The odds of ESPN going out of its way to add this graphic and getting people familiar with something like it and then never following through and going all the way to fully appeal to the type of people who they did this for in the first place is so low that it’s practically nothing. A win probability graphic isn’t the end game, it’s a trojan horse to getting figures that look like “-110” and “+110” on every scoreboard on the network, pollinating to basketball and football and soccer and golf and so on. And if it catches on at ESPN, it catches on everywhere, and suddenly it could become impossible to watch a sporting event in America without having a gambling line thrust in your face for the duration of it.

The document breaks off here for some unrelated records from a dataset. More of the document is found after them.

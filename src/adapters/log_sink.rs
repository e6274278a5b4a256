//! Log-based event sink adapter.
//!
//! Implements [`EventSink`] by writing one structured line per
//! [`DoorEvent`] to the logger (UART / USB-CDC on the device).

use log::{info, warn};

use crate::app::events::DoorEvent;
use crate::app::ports::EventSink;

/// Adapter that logs every [`DoorEvent`] to the serial console.
#[derive(Debug, Default, Clone, Copy)]
pub struct LogEventSink;

impl LogEventSink {
    pub fn new() -> Self {
        Self
    }
}

impl EventSink for LogEventSink {
    fn emit(&mut self, event: &DoorEvent) {
        match *event {
            DoorEvent::Started { state, target } => {
                info!("START | state={} target={:?}", state, target);
            }
            DoorEvent::StateChanged { from, to, target } => {
                info!("STATE | {} -> {} | target={:?}", from, to, target);
            }
            DoorEvent::PulseFired { command, count } => {
                info!("PULSE | {} | total={}", command, count);
            }
            DoorEvent::PulseFailed { command, error } => {
                warn!("FAULT | pulse for {} failed: {}", command, error);
            }
            DoorEvent::CommandRejected { command, state } => {
                info!("REJECT | {} while {}", command, state);
            }
            DoorEvent::SensorFault(error) => {
                warn!("FAULT | sensor: {}", error);
            }
            DoorEvent::Stopped => {
                info!("STOP | controller shut down");
            }
        }
    }
}
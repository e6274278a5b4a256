//! Sensor subsystem: end-stop contacts, the [`DoorSensors`] reader, and
//! the [`Debouncer`](debounce::Debouncer) that turns raw samples into
//! accepted positions.
//!
//! The reader produces a raw [`SensorSample`] on every poll.  Samples are
//! ephemeral: the service keeps only what the debouncer needs to compare
//! the next reading against.

pub mod contact;
pub mod debounce;

use embedded_hal::digital::InputPin;

use crate::config::SensorLayout;
use crate::error::SensorError;
use contact::ContactInput;

/// One raw reading of the end-stop contacts.
#[derive(Debug, Clone, Copy, PartialEq, Eq)]
pub struct SensorSample {
    /// `true` = the "fully closed" contact is engaged.
    pub closed_contact: bool,
    /// `None` when no "fully open" contact is wired.
    pub open_contact: Option<bool>,
    /// Monotonic time of the read (milliseconds).
    pub timestamp_ms: u64,
}

/// Where the contacts place the door.
#[derive(Debug, Clone, Copy, PartialEq, Eq, Hash)]
pub enum ContactPosition {
    FullyClosed,
    FullyOpen,
    /// Neither end-stop engaged: travelling, stopped midway, or (with a
    /// closed-only layout) open.  Never a confirmation of `Open`.
    Between,
}

impl ContactPosition {
    /// Classify a raw sample.  Both contacts engaged at once is physically
    /// impossible and reported as a sensor fault.
    pub fn from_sample(sample: &SensorSample) -> Result<Self, SensorError> {
        match (sample.closed_contact, sample.open_contact) {
            (true, Some(true)) => Err(SensorError::ContactsConflict),
            (true, _) => Ok(Self::FullyClosed),
            (false, Some(true)) => Ok(Self::FullyOpen),
            (false, _) => Ok(Self::Between),
        }
    }
}

/// Sensor Reader: samples the wired contacts and reports the instantaneous
/// raw reading.  Never blocks longer than one GPIO read per contact.
pub struct DoorSensors<P: InputPin> {
    closed: Option<ContactInput<P>>,
    open: Option<ContactInput<P>>,
}

impl<P: InputPin> DoorSensors<P> {
    /// No contacts wired; the position is only ever assumed.
    pub fn none() -> Self {
        Self {
            closed: None,
            open: None,
        }
    }

    pub fn closed_only(closed: ContactInput<P>) -> Self {
        Self {
            closed: Some(closed),
            open: None,
        }
    }

    pub fn closed_and_open(closed: ContactInput<P>, open: ContactInput<P>) -> Self {
        Self {
            closed: Some(closed),
            open: Some(open),
        }
    }

    pub fn layout(&self) -> SensorLayout {
        match (&self.closed, &self.open) {
            (None, _) => SensorLayout::None,
            (Some(_), None) => SensorLayout::ClosedOnly,
            (Some(_), Some(_)) => SensorLayout::ClosedAndOpen,
        }
    }

    /// Read every wired contact.  An unwired closed contact reads as
    /// disengaged, which classifies as [`ContactPosition::Between`].
    pub fn read(&mut self, now_ms: u64) -> Result<SensorSample, SensorError> {
        let closed_contact = match self.closed.as_mut() {
            Some(c) => c.is_engaged()?,
            None => false,
        };
        let open_contact = match self.open.as_mut() {
            Some(c) => Some(c.is_engaged()?),
            None => None,
        };
        Ok(SensorSample {
            closed_contact,
            open_contact,
            timestamp_ms: now_ms,
        })
    }
}

#[cfg(test)]
mod tests {
    use super::*;

    fn sample(closed: bool, open: Option<bool>) -> SensorSample {
        SensorSample {
            closed_contact: closed,
            open_contact: open,
            timestamp_ms: 0,
        }
    }

    #[test]
    fn classifies_two_contact_readings() {
        assert_eq!(
            ContactPosition::from_sample(&sample(true, Some(false))),
            Ok(ContactPosition::FullyClosed)
        );
        assert_eq!(
            ContactPosition::from_sample(&sample(false, Some(true))),
            Ok(ContactPosition::FullyOpen)
        );
        assert_eq!(
            ContactPosition::from_sample(&sample(false, Some(false))),
            Ok(ContactPosition::Between)
        );
        assert_eq!(
            ContactPosition::from_sample(&sample(true, Some(true))),
            Err(SensorError::ContactsConflict)
        );
    }

    #[test]
    fn closed_only_never_reports_open() {
        assert_eq!(
            ContactPosition::from_sample(&sample(false, None)),
            Ok(ContactPosition::Between)
        );
        assert_eq!(
            ContactPosition::from_sample(&sample(true, None)),
            Ok(ContactPosition::FullyClosed)
        );
    }
}
//! Single end-stop contact (reed switch or limit switch).
//!
//! ## Hardware
//!
//! Magnetic reed switch between the GPIO and GND with the internal
//! pull-up enabled: the input reads LOW while the magnet is present.
//! `active_low = false` supports normally-open switches wired to 3V3.

use embedded_hal::digital::InputPin;
use log::warn;

use crate::error::SensorError;

pub struct ContactInput<P: InputPin> {
    pin: P,
    active_low: bool,
    name: &'static str,
}

impl<P: InputPin> ContactInput<P> {
    pub fn new(pin: P, active_low: bool, name: &'static str) -> Self {
        Self {
            pin,
            active_low,
            name,
        }
    }

    /// `true` while the door sits on this end-stop.
    pub fn is_engaged(&mut self) -> Result<bool, SensorError> {
        let level = if self.active_low {
            self.pin.is_low()
        } else {
            self.pin.is_high()
        };
        level.map_err(|_| {
            warn!("SENSOR: {} contact read failed", self.name);
            SensorError::GpioReadFailed
        })
    }

    pub fn name(&self) -> &'static str {
        self.name
    }
}
//! Fuzz target: stored config blobs
//!
//! Writes arbitrary bytes as the persisted config and loads them back
//! through the host NVS backend.  A load must either fail cleanly or
//! return a config that passes validation.
//!
//! cargo fuzz run fuzz_config_blob

#![no_main]

use garagedoor::adapters::nvs::NvsAdapter;
use garagedoor::app::ports::ConfigPort;
use libfuzzer_sys::fuzz_target;

fuzz_target!(|data: &[u8]| {
    let Ok(nvs) = NvsAdapter::new() else {
        return;
    };
    nvs.write_raw(data);
    if let Ok(cfg) = nvs.load() {
        assert!(cfg.validate().is_ok(), "load returned an invalid config");
    }
    let _ = nvs.load_or_default();
});
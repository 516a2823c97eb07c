//! Composition of (epsilon, delta) spends.
//!
//! Without slack, spends compose sequentially: epsilons and deltas add up.
//! With a slack `s > 0`, part of the delta budget pays for a sub-linear
//! epsilon bound, following the relaxations of the optimal composition
//! theorem in Kairouz, Oh and Viswanath (https://arxiv.org/abs/1311.0776,
//! Theorem 3.5):
//!
//! ```text
//! eps = min( sum(e_i),
//!            sum(e_i * tanh(e_i / 2)) + sqrt(2 * sum(e_i^2) * ln(1 / s)),
//!            sum(e_i * tanh(e_i / 2))
//!                + sqrt(2 * sum(e_i^2) * ln(e + sqrt(sum(e_i^2)) / s)) )
//! delta = sum(d_i) + s
//! ```
//!
//! Every term is non-decreasing in each `e_i`, so the composed epsilon can be
//! inverted by bisection.

use log::trace;

use super::approx_dp::{ApproxDPBudget, Epsilon};
use crate::errors::LedgerError;

/// Halvings needed to walk the bisection interval from `f64::MAX` down to the
/// smallest subnormal.
pub const MAX_BISECTION_STEPS: usize = 2200;

/// Sequential composition: sums epsilons and deltas. Any infinite epsilon
/// saturates the result to `(inf, 1)`.
pub fn basic_total(items: &[ApproxDPBudget]) -> ApproxDPBudget {
    Composition::from_items(items).basic()
}

/// Composition under `slack`. Falls back to [`basic_total`] when `slack` is
/// zero; otherwise charges `slack` to delta and takes the tightest of the
/// epsilon bounds.
pub fn composed_total(items: &[ApproxDPBudget], slack: f64) -> ApproxDPBudget {
    Composition::from_items(items).total(slack)
}

/// Largest per-query budget such that `k` more queries of that cost, composed
/// with `spent` under `slack`, still fit within `total`.
pub fn advanced_remaining(
    total: &ApproxDPBudget,
    slack: f64,
    spent: &[ApproxDPBudget],
    k: usize,
) -> Result<ApproxDPBudget, LedgerError> {
    Composition::from_items(spent).remaining(total, slack, k)
}

/// Running sums a composed total is computed from.
///
/// Spends are folded in one at a time, in order, so two compositions built
/// from the same history hold bit-identical sums. A ledger keeps one up to
/// date instead of recomposing its whole history on every check.
#[derive(Debug, Clone, Copy, Default, PartialEq)]
pub struct Composition {
    /// Set once an infinite epsilon has been folded in.
    unbounded: bool,
    sum: f64,
    tanh_sum: f64,
    square_sum: f64,
    delta_sum: f64,
}

impl Composition {
    pub fn from_items(items: &[ApproxDPBudget]) -> Self {
        items.iter().fold(Self::default(), |composition, item| {
            composition.with(item)
        })
    }

    /// This composition followed by one more spend.
    pub fn with(self, item: &ApproxDPBudget) -> Self {
        let epsilon = match item.epsilon {
            Epsilon::Infinite => {
                return Self {
                    unbounded: true,
                    ..self
                }
            }
            Epsilon::Finite(epsilon) => epsilon,
        };

        Self {
            unbounded: self.unbounded,
            sum: self.sum + epsilon,
            tanh_sum: self.tanh_sum + epsilon * (epsilon / 2.0).tanh(),
            square_sum: self.square_sum + epsilon * epsilon,
            delta_sum: self.delta_sum + item.delta,
        }
    }

    /// Folds `item` in `count` times, exactly as `count` spends would.
    fn with_sequence(self, item: &ApproxDPBudget, count: usize) -> Self {
        (0..count).fold(self, |composition, _| composition.with(item))
    }

    /// Closed form of `count` identical finite epsilons. Cheaper than
    /// [`Self::with_sequence`] but may differ from it in the last bits.
    fn with_repeated_epsilon(self, epsilon: f64, count: usize) -> Self {
        let count = count as f64;
        Self {
            sum: self.sum + count * epsilon,
            tanh_sum: self.tanh_sum + count * epsilon * (epsilon / 2.0).tanh(),
            square_sum: self.square_sum + count * epsilon * epsilon,
            ..self
        }
    }

    /// See [`basic_total`].
    pub fn basic(&self) -> ApproxDPBudget {
        if self.unbounded {
            return ApproxDPBudget::UNBOUNDED;
        }
        ApproxDPBudget::new(self.sum, self.delta_sum)
    }

    /// See [`composed_total`].
    pub fn total(&self, slack: f64) -> ApproxDPBudget {
        if slack == 0.0 || self.unbounded {
            return self.basic();
        }
        ApproxDPBudget::new(self.epsilon_bound(slack), self.delta_sum + slack)
    }

    /// See [`advanced_remaining`].
    pub fn remaining(
        &self,
        total: &ApproxDPBudget,
        slack: f64,
        k: usize,
    ) -> Result<ApproxDPBudget, LedgerError> {
        if k == 0 {
            return Err(LedgerError::InvalidQueryCount(k));
        }

        let capacity = match total.epsilon {
            Epsilon::Infinite => {
                return Ok(ApproxDPBudget::new(Epsilon::Infinite, total.delta))
            }
            Epsilon::Finite(capacity) => capacity,
        };
        if self.unbounded {
            return Ok(ApproxDPBudget::ZERO);
        }

        let spent_total = self.total(slack);
        let delta = ((total.delta - spent_total.delta) / k as f64).max(0.0);
        let epsilon = bisect_feasible(capacity, |epsilon| {
            self.with_repeated_epsilon(epsilon, k).epsilon_bound(slack)
                <= capacity
        });

        // The k spends are checked one at a time, which rounds differently
        // from the closed form. Back off until the sequence itself fits.
        let epsilon = back_off_until(epsilon, |epsilon| {
            let item = ApproxDPBudget::new(epsilon, 0.0);
            self.with_sequence(&item, k).total(slack).epsilon.value()
                <= capacity
        });
        let delta = back_off_until(delta, |delta| {
            let item = ApproxDPBudget::new(0.0, delta);
            self.with_sequence(&item, k).total(slack).delta <= total.delta
        });

        Ok(ApproxDPBudget::new(epsilon, delta))
    }

    fn epsilon_bound(&self, slack: f64) -> f64 {
        if slack == 0.0 {
            return self.sum;
        }

        let direct = self.tanh_sum
            + (2.0 * self.square_sum * (1.0 / slack).ln()).sqrt();
        let refined = self.tanh_sum
            + (2.0
                * self.square_sum
                * (std::f64::consts::E + self.square_sum.sqrt() / slack).ln())
            .sqrt();

        self.sum.min(direct).min(refined)
    }
}

/// Largest `x` in `[0, upper]` with `fits(x)`, assuming `fits` is monotone
/// and `fits(0)` holds. Returns the feasible end of the final interval.
fn bisect_feasible(upper: f64, fits: impl Fn(f64) -> bool) -> f64 {
    if fits(upper) {
        return upper;
    }

    let mut lower = 0.0_f64;
    let mut upper = upper;
    let mut steps = 0;
    while steps < MAX_BISECTION_STEPS {
        let mid = lower + (upper - lower) / 2.0;
        if mid <= lower || mid >= upper {
            break;
        }
        if fits(mid) {
            lower = mid;
        } else {
            upper = mid;
        }
        steps += 1;
    }
    trace!("Bisection converged to {lower} after {steps} steps");

    lower
}

/// Steps a non-negative `value` down until `fits` holds, one ulp at first and
/// doubling the stride after every miss. Gives up at zero.
fn back_off_until(value: f64, fits: impl Fn(f64) -> bool) -> f64 {
    let mut value = value;
    let mut stride = 1_u64;
    while value > 0.0 && !fits(value) {
        let bits = value.to_bits();
        value = if bits > stride {
            f64::from_bits(bits - stride)
        } else {
            0.0
        };
        stride = stride.saturating_mul(2);
    }
    value
}

#[cfg(test)]
mod tests {
    use approx::assert_relative_eq;

    use super::*;

    fn items(pairs: &[(f64, f64)]) -> Vec<ApproxDPBudget> {
        pairs.iter().copied().map(ApproxDPBudget::from).collect()
    }

    #[test]
    fn test_basic_total() {
        let spent = items(&[(1.0, 0.0), (1.0, 0.5), (5.0, 0.0)]);
        assert_eq!(basic_total(&spent), ApproxDPBudget::new(7.0, 0.5));
        assert_eq!(basic_total(&[]), ApproxDPBudget::new(0.0, 0.0));

        // Deltas are not capped.
        let spent = items(&[(1.0, 0.75), (1.0, 0.75)]);
        assert_eq!(basic_total(&spent), ApproxDPBudget::new(2.0, 1.5));
    }

    #[test]
    fn test_basic_total_saturates() {
        let spent = items(&[(1.0, 0.0), (f64::INFINITY, 0.0), (2.0, 0.1)]);
        assert_eq!(basic_total(&spent), ApproxDPBudget::UNBOUNDED);
    }

    #[test]
    fn test_composed_total_without_slack_is_basic() {
        let spent = items(&[(0.3, 0.0), (0.2, 1e-3)]);
        assert_eq!(composed_total(&spent, 0.0), basic_total(&spent));
    }

    #[test]
    fn test_composed_total_with_slack() {
        // Many small spends compose sub-linearly.
        let spent = vec![ApproxDPBudget::new(0.01, 0.0); 1000];
        let composed = composed_total(&spent, 1e-6);
        assert!(composed.epsilon.value() < 10.0);
        assert_relative_eq!(composed.delta, 1e-6);

        // A single spend never gets worse than the naive bound.
        let spent = items(&[(0.5, 0.0)]);
        assert_relative_eq!(composed_total(&spent, 1e-9).epsilon.value(), 0.5);
    }

    #[test]
    fn test_composed_total_is_monotone() {
        let mut previous = 0.0;
        for step in 1..50 {
            let epsilon = step as f64 * 0.02;
            let spent = vec![ApproxDPBudget::new(epsilon, 0.0); 20];
            let composed = composed_total(&spent, 1e-5).epsilon.value();
            assert!(composed >= previous);
            previous = composed;
        }
    }

    #[test]
    fn test_remaining_basic() -> Result<(), anyhow::Error> {
        let total = ApproxDPBudget::new(1.0, 0.0);

        let remaining = advanced_remaining(&total, 0.0, &[], 1)?;
        assert_eq!(remaining, ApproxDPBudget::new(1.0, 0.0));

        let remaining = advanced_remaining(&total, 0.0, &[], 10)?;
        assert_relative_eq!(remaining.epsilon.value(), 0.1, epsilon = 1e-12);
        assert_eq!(remaining.delta, 0.0);

        let spent = items(&[(0.25, 0.0)]);
        let remaining = advanced_remaining(&total, 0.0, &spent, 3)?;
        assert_relative_eq!(remaining.epsilon.value(), 0.25, epsilon = 1e-12);
        Ok(())
    }

    #[test]
    fn test_remaining_infinite_total() -> Result<(), anyhow::Error> {
        let spent = items(&[(f64::INFINITY, 1.0)]);
        for k in [1, 100] {
            let remaining =
                advanced_remaining(&ApproxDPBudget::UNBOUNDED, 0.0, &spent, k)?;
            assert_eq!(remaining, ApproxDPBudget::UNBOUNDED);
        }

        let total = ApproxDPBudget::new(f64::INFINITY, 0.5);
        let remaining = advanced_remaining(&total, 0.0, &[], 7)?;
        assert_eq!(remaining, ApproxDPBudget::new(f64::INFINITY, 0.5));
        Ok(())
    }

    #[test]
    fn test_remaining_slack_equals_delta() -> Result<(), anyhow::Error> {
        let total = ApproxDPBudget::new(1.0, 1e-2);
        let remaining = advanced_remaining(&total, 1e-2, &[], 100)?;
        assert_eq!(remaining.delta, 0.0);
        assert!(remaining.epsilon.value() >= 0.01);
        Ok(())
    }

    #[test]
    fn test_remaining_is_feasible() -> Result<(), anyhow::Error> {
        let total = ApproxDPBudget::new(1.0, 1e-2);
        let slack = 1e-5;
        let spent = items(&[(0.01, 0.0), (0.01, 0.0), (0.01, 0.0)]);
        let k = 50;

        let remaining = advanced_remaining(&total, slack, &spent, k)?;

        let mut candidate = spent.clone();
        candidate.extend(std::iter::repeat(remaining).take(k));
        assert!(composed_total(&candidate, slack).fits_within(&total));

        // Anything smaller is feasible too.
        let smaller = ApproxDPBudget::new(
            remaining.epsilon.value() * 0.5,
            remaining.delta,
        );
        let mut candidate = spent.clone();
        candidate.extend(std::iter::repeat(smaller).take(k));
        assert!(composed_total(&candidate, slack).fits_within(&total));
        Ok(())
    }

    #[test]
    fn test_remaining_fits_when_spent_one_by_one() -> Result<(), anyhow::Error>
    {
        // Neither capacity is a multiple of the per-query share, so the
        // closed form and the one-at-a-time sums round differently.
        let cases = [
            (ApproxDPBudget::new(1e6, 0.5), 0.0, items(&[(0.1, 0.1)]), 7),
            (ApproxDPBudget::new(1.0, 0.3), 0.0, items(&[(0.3, 0.1)]), 3),
            (ApproxDPBudget::new(3.7, 1e-2), 1e-4, items(&[(0.2, 1e-3)]), 33),
        ];
        for (total, slack, spent, k) in cases {
            let remaining = advanced_remaining(&total, slack, &spent, k)?;
            assert!(remaining.epsilon.value() > 0.0);

            let mut candidate = spent.clone();
            for _ in 0..k {
                candidate.push(remaining);
                assert!(
                    composed_total(&candidate, slack).fits_within(&total),
                    "{remaining} x {} overshoots {total}",
                    candidate.len() - spent.len()
                );
            }
        }
        Ok(())
    }

    #[test]
    fn test_incremental_composition_matches_history() {
        let spent = items(&[(0.1, 1e-3), (0.7, 0.0), (0.05, 2e-4), (1.3, 0.0)]);
        let incremental = spent
            .iter()
            .fold(Composition::default(), |composition, item| {
                composition.with(item)
            });
        assert_eq!(incremental, Composition::from_items(&spent));
        for slack in [0.0, 1e-6] {
            assert_eq!(incremental.total(slack), composed_total(&spent, slack));
        }

        let saturated = incremental.with(&ApproxDPBudget::UNBOUNDED);
        assert!(saturated.unbounded);
        assert_eq!(saturated.total(1e-6), ApproxDPBudget::UNBOUNDED);
    }

    #[test]
    fn test_back_off_until() {
        assert_eq!(back_off_until(1.0, |x| x <= 1.0), 1.0);

        let found = back_off_until(0.3, |x| x < 0.3);
        assert!(found < 0.3);
        assert_relative_eq!(found, 0.3, epsilon = 1e-15);

        assert_eq!(back_off_until(5.0, |x| x == 0.0), 0.0);
    }

    #[test]
    fn test_remaining_rejects_zero_queries() {
        let total = ApproxDPBudget::new(1.0, 1e-2);
        let result = advanced_remaining(&total, 1e-3, &[], 0);
        assert!(matches!(result, Err(LedgerError::InvalidQueryCount(0))));
    }

    #[test]
    fn test_bisection_terminates_on_exhausted_budget() {
        // Nothing but zero fits: the interval collapses onto 0.
        let found = bisect_feasible(1.0, |x| x == 0.0);
        assert_eq!(found, 0.0);

        let found = bisect_feasible(f64::MAX, |x| x <= 3.0);
        assert_relative_eq!(found, 3.0);
    }
}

“I’m 100 percent sure that backlash will diminish over time and people will get used to it and ultimately begin to expect it,” was another thing Phil Orlins said on Thursday about the win probability graphic. And he might be right. After all, viewers have gotten to used to seeing a gigantic, superfluous arrow superimposed onto the field of every NFL broadcast these days. But that doesn’t mean that that arrow is actually good or informative or that anyone would actually miss it if they got used to it not being there, and the same will be true if baseball fans learn to live with ESPN’s win probability meter.

The consequences will be worse though. This new graphic is dumb and unnecessary and tacky and distracting, but the worst thing about it is the pandora’s box of gambling integration that could follow in its wake. It is not at all unthinkable that if this catches on, we might one day look back at the integration of this graphic as the moment sports broadcasts became 100%, inescapably swallowed by gambling. ESPN didn’t install this thing that they knew baseball fans would hate out of the gate just for the hell of it. They did it to see how much further than they can go, and if they’re allowed to go any further, the next evolution of this will be bad enough that fans will wish they had protested the live win probability meter while they still had the chance. You can bet on it.